James Rodríguez is rolling back the years at the Copa América | Copa América

Cast your mind back to the 2014 World Cup in Brazil, specifically the last 16 meeting between Colombia and Uruguay. James Rodríguez stole the show. Colombia won 2-0 and he scored both goals, the first of which was voted the goal of the tournament and went on to win the Puskás Award. Rodríguez was 25 yards from the Uruguay goal when he controlled a header from Juan Cuadrado on his chest before swivelling and unleashing an unstoppable shot past Fernando Muslera without even looking at the goal.

In the decade since, the teams have met six times, with Colombia only winning once – and that was on penalties. Uruguay have held the upper hand and Marcelo Bielsa’s side have been impressive at the Copa América, winning all three of their group games before beating Brazil in the quarter-finals. They are also flying in World Cup qualifying, having beaten Brazil and Argentina, and are motivated to win their 16th Copa América title, which would re-establish them as the most decorated team in the tournament’s history.

But something about this semi-final feels ominous for Uruguay. The main reason to be fearful of falling at the final furlong is the form of Rodríguez. The 32-year-old is playing at the same level he reached in 2014, when his performances at the World Cup culminated in a £63m move from Monaco to Real Madrid, making him the fourth most expensive footballer in history after Gareth Bale, Cristiano Ronaldo and Luis Suárez. His performances at the World Cup resulted in the infamous headline: “The name is Bond, James Rodríguez.” And his renaissance this year is giving Colombia a good chance of reaching what would be their third Copa América final.

Rodríguez starts out wide for Colombia in Néstor Lorenzo’s favoured 4-3-3 system. However, while the team sheet suggests he is stationed on the right flank, he has licence to roam to influence games. Essentially given a free role, Rodríguez drifts across the pitch while others carry out the hard work off the ball. Whereas Luis Díaz has a specific duty to carry out on the left flank, Rodríguez often cuts inside to get on the ball, allowing the attack-minded full-back Daniel Muñoz the opportunity to overlap and provide width down the right.

James Rodríguez celebrates with the Colombia fans after scoring against Panama. Photograph: Rick Scuteri/AP

It is in the middle where he can really influence the game for Colombia.
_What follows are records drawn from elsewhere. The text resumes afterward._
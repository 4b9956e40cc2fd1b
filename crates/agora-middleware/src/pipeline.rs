//! Fixed-order gateway pipeline.
//!
//! ## Stages
//!
//! 1. **method-gate** - 405 unless the method is allowed
//! 2. **ip-rate-limit** - 429 when the client IP's bucket is empty
//! 3. **auth** - 401 unless a valid credential is presented (optional per route)
//! 4. **context-enrich** - freezes the request context and opens the request span
//! 5. **principal-rate-limit** - 429 when the user's bucket is empty (optional per route)
//! 6. **handler** - the business handler
//!
//! Stages are keyed by [`Stage`], so the order does not depend on the order
//! they were registered in.

use crate::context::MiddlewareContext;
use crate::middleware::{BoxFuture, Middleware, Next};
use crate::types::{Request, Response};
use std::collections::BTreeMap;
use std::sync::Arc;
use thiserror::Error;

/// A shared middleware stage.
pub type BoxedMiddleware = Arc<dyn Middleware>;

/// Positions in the gateway chain.
#[derive(Debug, Clone, Copy, PartialEq, Eq, PartialOrd, Ord, Hash)]
#[repr(u8)]
pub enum Stage {
    /// Method check.
    MethodGate = 1,
    /// Per-IP rate limit.
    IpRateLimit = 2,
    /// Credential verification.
    Auth = 3,
    /// Request-context construction.
    ContextEnrich = 4,
    /// Per-user rate limit.
    PrincipalRateLimit = 5,
    /// Business handler.
    Handler = 6,
}

impl Stage {
    /// All stages in execution order.
    #[must_use]
    pub const fn all() -> [Stage; 6] {
        [
            Self::MethodGate,
            Self::IpRateLimit,
            Self::Auth,
            Self::ContextEnrich,
            Self::PrincipalRateLimit,
            Self::Handler,
        ]
    }

    /// Stage name.
    #[must_use]
    pub const fn name(self) -> &'static str {
        match self {
            Self::MethodGate => "method-gate",
            Self::IpRateLimit => "ip-rate-limit",
            Self::Auth => "auth",
            Self::ContextEnrich => "context-enrich",
            Self::PrincipalRateLimit => "principal-rate-limit",
            Self::Handler => "handler",
        }
    }

    /// Whether a route may omit this stage.
    #[must_use]
    pub const fn is_optional(self) -> bool {
        matches!(self, Self::Auth | Self::PrincipalRateLimit)
    }
}

/// Invalid pipeline wiring.
#[derive(Debug, Clone, Copy, PartialEq, Eq, Error)]
pub enum PipelineError {
    /// A mandatory stage was not registered.
    #[error("pipeline is missing mandatory stage {}", .0.name())]
    MissingStage(Stage),
    /// The handler is supplied per request, not registered as a stage.
    #[error("the handler stage cannot be registered as middleware")]
    HandlerNotMiddleware,
    /// Per-user limiting needs an authenticated principal.
    #[error("principal-rate-limit requires the auth stage")]
    PrincipalLimitWithoutAuth,
}

/// An immutable chain of stages.
pub struct Pipeline {
    stages: BTreeMap<Stage, BoxedMiddleware>,
}

impl std::fmt::Debug for Pipeline {
    fn fmt(&self, f: &mut std::fmt::Formatter<'_>) -> std::fmt::Result {
        f.debug_struct("Pipeline")
            .field("stages", &self.stage_names())
            .finish()
    }
}

impl Pipeline {
    /// Creates a builder.
    #[must_use]
    pub fn builder() -> PipelineBuilder {
        PipelineBuilder::new()
    }

    /// Runs `request` through every stage, then `handler`.
    pub async fn process<H>(&self, ctx: &mut MiddlewareContext, request: Request, handler: H) -> Response
    where
        H: FnOnce(&mut MiddlewareContext, Request) -> BoxFuture<'static, Response> + Send + 'static,
    {
        let next = self.build_chain(handler);
        next.run(ctx, request).await
    }

    fn build_chain<'a, H>(&'a self, handler: H) -> Next<'a>
    where
        H: FnOnce(&mut MiddlewareContext, Request) -> BoxFuture<'static, Response> + Send + 'a,
    {
        let mut next = Next::handler(handler);
        for middleware in self.stages.values().rev() {
            next = Next::new(middleware.as_ref(), next);
        }
        next
    }

    /// Returns whether `stage` is present.
    #[must_use]
    pub fn has_stage(&self, stage: Stage) -> bool {
        stage == Stage::Handler || self.stages.contains_key(&stage)
    }

    /// Names of the registered stages in execution order, ending with `handler`.
    #[must_use]
    pub fn stage_names(&self) -> Vec<&'static str> {
        self.stages
            .keys()
            .map(|stage| stage.name())
            .chain(std::iter::once(Stage::Handler.name()))
            .collect()
    }
}

/// Builder for [`Pipeline`].
#[derive(Default)]
pub struct PipelineBuilder {
    stages: BTreeMap<Stage, BoxedMiddleware>,
    misplaced_handler: bool,
}

impl PipelineBuilder {
    /// Creates an empty builder.
    #[must_use]
    pub fn new() -> Self {
        Self::default()
    }

    /// Registers `middleware` at `stage`, replacing any previous one.
    #[must_use]
    pub fn stage<M: Middleware>(self, stage: Stage, middleware: M) -> Self {
        self.shared_stage(stage, Arc::new(middleware))
    }

    /// Registers an already shared middleware at `stage`.
    #[must_use]
    pub fn shared_stage(mut self, stage: Stage, middleware: BoxedMiddleware) -> Self {
        if stage == Stage::Handler {
            self.misplaced_handler = true;
        } else {
            self.stages.insert(stage, middleware);
        }
        self
    }

    /// Validates the wiring and builds the pipeline.
    pub fn build(self) -> Result<Pipeline, PipelineError> {
        if self.misplaced_handler {
            return Err(PipelineError::HandlerNotMiddleware);
        }
        if let Some(missing) = Stage::all()
            .into_iter()
            .filter(|stage| *stage != Stage::Handler && !stage.is_optional())
            .find(|stage| !self.stages.contains_key(stage))
        {
            return Err(PipelineError::MissingStage(missing));
        }
        if self.stages.contains_key(&Stage::PrincipalRateLimit)
            && !self.stages.contains_key(&Stage::Auth)
        {
            return Err(PipelineError::PrincipalLimitWithoutAuth);
        }
        Ok(Pipeline {
            stages: self.stages,
        })
    }
}

#[cfg(test)]
mod tests {
    use super::*;
    use crate::types::ResponseExt;
    use bytes::Bytes;
    use http::StatusCode;
    use http_body_util::Full;
    use std::sync::Mutex;

    struct Recorder {
        name: &'static str,
        log: Arc<Mutex<Vec<&'static str>>>,
    }

    impl Middleware for Recorder {
        fn name(&self) -> &'static str {
            self.name
        }

        fn process<'a>(
            &'a self,
            ctx: &'a mut MiddlewareContext,
            request: Request,
            next: Next<'a>,
        ) -> BoxFuture<'a, Response> {
            Box::pin(async move {
                self.log.lock().unwrap().push(self.name);
                next.run(ctx, request).await
            })
        }
    }

    fn recorder(name: &'static str, log: &Arc<Mutex<Vec<&'static str>>>) -> Recorder {
        Recorder {
            name,
            log: Arc::clone(log),
        }
    }

    #[test]
    fn stage_order_is_fixed() {
        let names: Vec<_> = Stage::all().iter().map(|s| s.name()).collect();
        assert_eq!(
            names,
            [
                "method-gate",
                "ip-rate-limit",
                "auth",
                "context-enrich",
                "principal-rate-limit",
                "handler"
            ]
        );
        assert!(Stage::Auth.is_optional());
        assert!(!Stage::IpRateLimit.is_optional());
    }

    #[tokio::test]
    async fn registration_order_does_not_matter() {
        let log = Arc::new(Mutex::new(Vec::new()));
        let pipeline = Pipeline::builder()
            .stage(Stage::PrincipalRateLimit, recorder("principal", &log))
            .stage(Stage::ContextEnrich, recorder("enrich", &log))
            .stage(Stage::Auth, recorder("auth", &log))
            .stage(Stage::IpRateLimit, recorder("ip", &log))
            .stage(Stage::MethodGate, recorder("method", &log))
            .build()
            .unwrap();

        let request = http::Request::builder()
            .uri("/")
            .body(Full::new(Bytes::new()))
            .unwrap();
        let mut ctx = MiddlewareContext::new("127.0.0.1");
        let handler_log = Arc::clone(&log);
        let response = pipeline
            .process(&mut ctx, request, move |_ctx, _req| {
                handler_log.lock().unwrap().push("handler");
                Box::pin(async { Response::json(StatusCode::OK, &serde_json::json!({})) })
            })
            .await;

        assert_eq!(response.status(), StatusCode::OK);
        assert_eq!(
            *log.lock().unwrap(),
            ["method", "ip", "auth", "enrich", "principal", "handler"]
        );
        assert_eq!(pipeline.stage_names().len(), 6);
    }

    #[test]
    fn mandatory_stages_are_enforced() {
        let log = Arc::new(Mutex::new(Vec::new()));
        let err = Pipeline::builder()
            .stage(Stage::MethodGate, recorder("method", &log))
            .stage(Stage::ContextEnrich, recorder("enrich", &log))
            .build()
            .unwrap_err();
        assert_eq!(err, PipelineError::MissingStage(Stage::IpRateLimit));
    }

    #[test]
    fn principal_limit_needs_auth() {
        let log = Arc::new(Mutex::new(Vec::new()));
        let err = Pipeline::builder()
            .stage(Stage::MethodGate, recorder("method", &log))
            .stage(Stage::IpRateLimit, recorder("ip", &log))
            .stage(Stage::ContextEnrich, recorder("enrich", &log))
            .stage(Stage::PrincipalRateLimit, recorder("principal", &log))
            .build()
            .unwrap_err();
        assert_eq!(err, PipelineError::PrincipalLimitWithoutAuth);
    }

    #[test]
    fn handler_cannot_be_middleware() {
        let log = Arc::new(Mutex::new(Vec::new()));
        let err = Pipeline::builder()
            .stage(Stage::Handler, recorder("handler", &log))
            .build()
            .unwrap_err();
        assert_eq!(err, PipelineError::HandlerNotMiddleware);
    }
}
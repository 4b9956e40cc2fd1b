//! Request and response types used by the gateway chain.

use agora_core::AgoraError;
use bytes::Bytes;
use http::header::{HeaderValue, CONTENT_TYPE, RETRY_AFTER};
use http::StatusCode;
use http_body_util::Full;
use std::time::Duration;

/// The HTTP request type flowing through the chain.
pub type Request = http::Request<Full<Bytes>>;

/// The HTTP response type produced by the chain.
pub type Response = http::Response<Full<Bytes>>;

/// Extension trait for building JSON responses.
pub trait ResponseExt {
    /// Creates a JSON response with the given status.
    fn json(status: StatusCode, body: &serde_json::Value) -> Response;

    /// Renders an [`AgoraError`] as `{"error": "<message>"}` with its status.
    ///
    /// Rate-limited errors carry a `Retry-After` header.
    fn from_error(error: &AgoraError) -> Response;
}

impl ResponseExt for Response {
    fn json(status: StatusCode, body: &serde_json::Value) -> Response {
        let mut response = http::Response::new(Full::new(Bytes::from(body.to_string())));
        *response.status_mut() = status;
        response
            .headers_mut()
            .insert(CONTENT_TYPE, HeaderValue::from_static("application/json"));
        response
    }

    fn from_error(error: &AgoraError) -> Response {
        let mut response = Self::json(error.status_code(), &error.to_body());
        if let Some(retry_after) = error.retry_after() {
            response
                .headers_mut()
                .insert(RETRY_AFTER, HeaderValue::from(retry_after_secs(retry_after)));
        }
        response
    }
}

/// Longest `Retry-After` the gateway advertises, in seconds.
pub const MAX_RETRY_AFTER_SECS: u64 = 24 * 60 * 60;

/// Whole seconds for a `Retry-After` header: rounded up, at least one, at
/// most [`MAX_RETRY_AFTER_SECS`].
#[must_use]
pub fn retry_after_secs(wait: Duration) -> u64 {
    let secs = wait
        .as_secs()
        .saturating_add(u64::from(wait.subsec_nanos() > 0));
    secs.clamp(1, MAX_RETRY_AFTER_SECS)
}

#[cfg(test)]
mod tests {
    use super::*;

    #[test]
    fn error_response_has_stable_body() {
        let response = Response::from_error(&AgoraError::forbidden("not allowed"));
        assert_eq!(response.status(), StatusCode::FORBIDDEN);
        assert_eq!(
            response.headers().get(CONTENT_TYPE).unwrap(),
            "application/json"
        );
        assert!(response.headers().get(RETRY_AFTER).is_none());
    }

    #[test]
    fn rate_limited_response_carries_retry_after() {
        let err = AgoraError::rate_limited("slow down", Some(Duration::from_millis(1200)));
        let response = Response::from_error(&err);
        assert_eq!(response.status(), StatusCode::TOO_MANY_REQUESTS);
        assert_eq!(response.headers().get(RETRY_AFTER).unwrap(), "2");
    }

    #[test]
    fn retry_after_rounds_up_with_floor_of_one() {
        assert_eq!(retry_after_secs(Duration::ZERO), 1);
        assert_eq!(retry_after_secs(Duration::from_millis(200)), 1);
        assert_eq!(retry_after_secs(Duration::from_secs(3)), 3);
        assert_eq!(retry_after_secs(Duration::from_millis(3001)), 4);
    }

    #[test]
    fn unbounded_wait_is_capped() {
        assert_eq!(retry_after_secs(Duration::MAX), MAX_RETRY_AFTER_SECS);
        assert_eq!(
            retry_after_secs(Duration::from_secs(MAX_RETRY_AFTER_SECS + 1)),
            MAX_RETRY_AFTER_SECS
        );
    }

    #[test]
    fn near_zero_refill_still_renders_retry_after() {
        let now = tokio::time::Instant::now();
        let mut bucket = crate::limiter::TokenBucket::new(crate::BucketSpec::new(1, 1e-20), now);
        assert!(bucket.try_take(now).allowed);
        let denied = bucket.try_take(now);
        assert!(!denied.allowed);

        let err = AgoraError::rate_limited("slow down", Some(denied.retry_after));
        let response = Response::from_error(&err);
        assert_eq!(response.status(), StatusCode::TOO_MANY_REQUESTS);
        assert_eq!(
            response.headers().get(RETRY_AFTER).unwrap(),
            MAX_RETRY_AFTER_SECS.to_string().as_str()
        );
    }
}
With the freedom to move to the left or drop deep in search of possession, it’s no wonder Rodríguez has completed 170 passes – more than any other forward at the tournament. He has made 35 successful long passes, second only to the Brazil defender Marquinhos. Rodríguez is very much the creator-in-chief in the team, with his vision and accuracy helping to get Colombia on the front foot quickly. He has completed 87 passes in the opposition’s half and 41 inside the final third – the highest of any player in the Colombia squad.

His quality was evident in the 5-0 win over Panama in the quarter-finals. He set up the first goal with a perfectly placed corner; he scored the second with a powerful penalty kick; and he caught the Panama defence flat footed with a quickly taken free-kick to Díaz, who lobbed Orlando Mosquera from the edge of the box to put Colombia 3-0 up and settle the tie with just 40 minutes on the clock. Rodríguez has five assists at the tournament – more than any other player. He also ranks top for goal involvements (six) and key passes (14).

Granted, seven of Colombia’s 11 goals at the tournament have come from set pieces, but having a player with Rodríguez’s distribution is of the utmost importance when the margins are fine. Panama had more shots than Colombia in their quarter-final but they did not have Rodríguez providing inch-perfect deliveries. He was the main reason why Colombia generated a greater xG (2.33) than Panama (0.87) even though they had fewer shots.

What is all the more impressive is that Rodríguez continues to flourish for his country while having a journeyman club career. Coming into the Copa América, he had registered just 36 minutes of Brasileirao action for São Paulo FC this season. The 32-year-old has drifted for the last few years, spending time with Al-Rayyan and Olympiakos after leaving Everton in 2021, without ever finding a home. But, when the call comes from Colombia, you can be sure Rodríguez is there to take it.

Attention now turns to the semi-final against Uruguay at the Bank of America Stadium in North Carolina. This is a huge opportunity for Colombia. They are unbeaten in 27 games – a run that goes back two years – and their captain is flying. Colombia have only won the Copa América once in their history – 23 years ago on home soil. They finished fourth in 2004, third in 2016, and third again in 2021. On current form, they should not fear Uruguay, nor should they be concerned by Argentina if they secure a spot in this weekend’s final. With Rodríguez throwing it back to 2014, a second Copa América could be within Colombia’s grasp.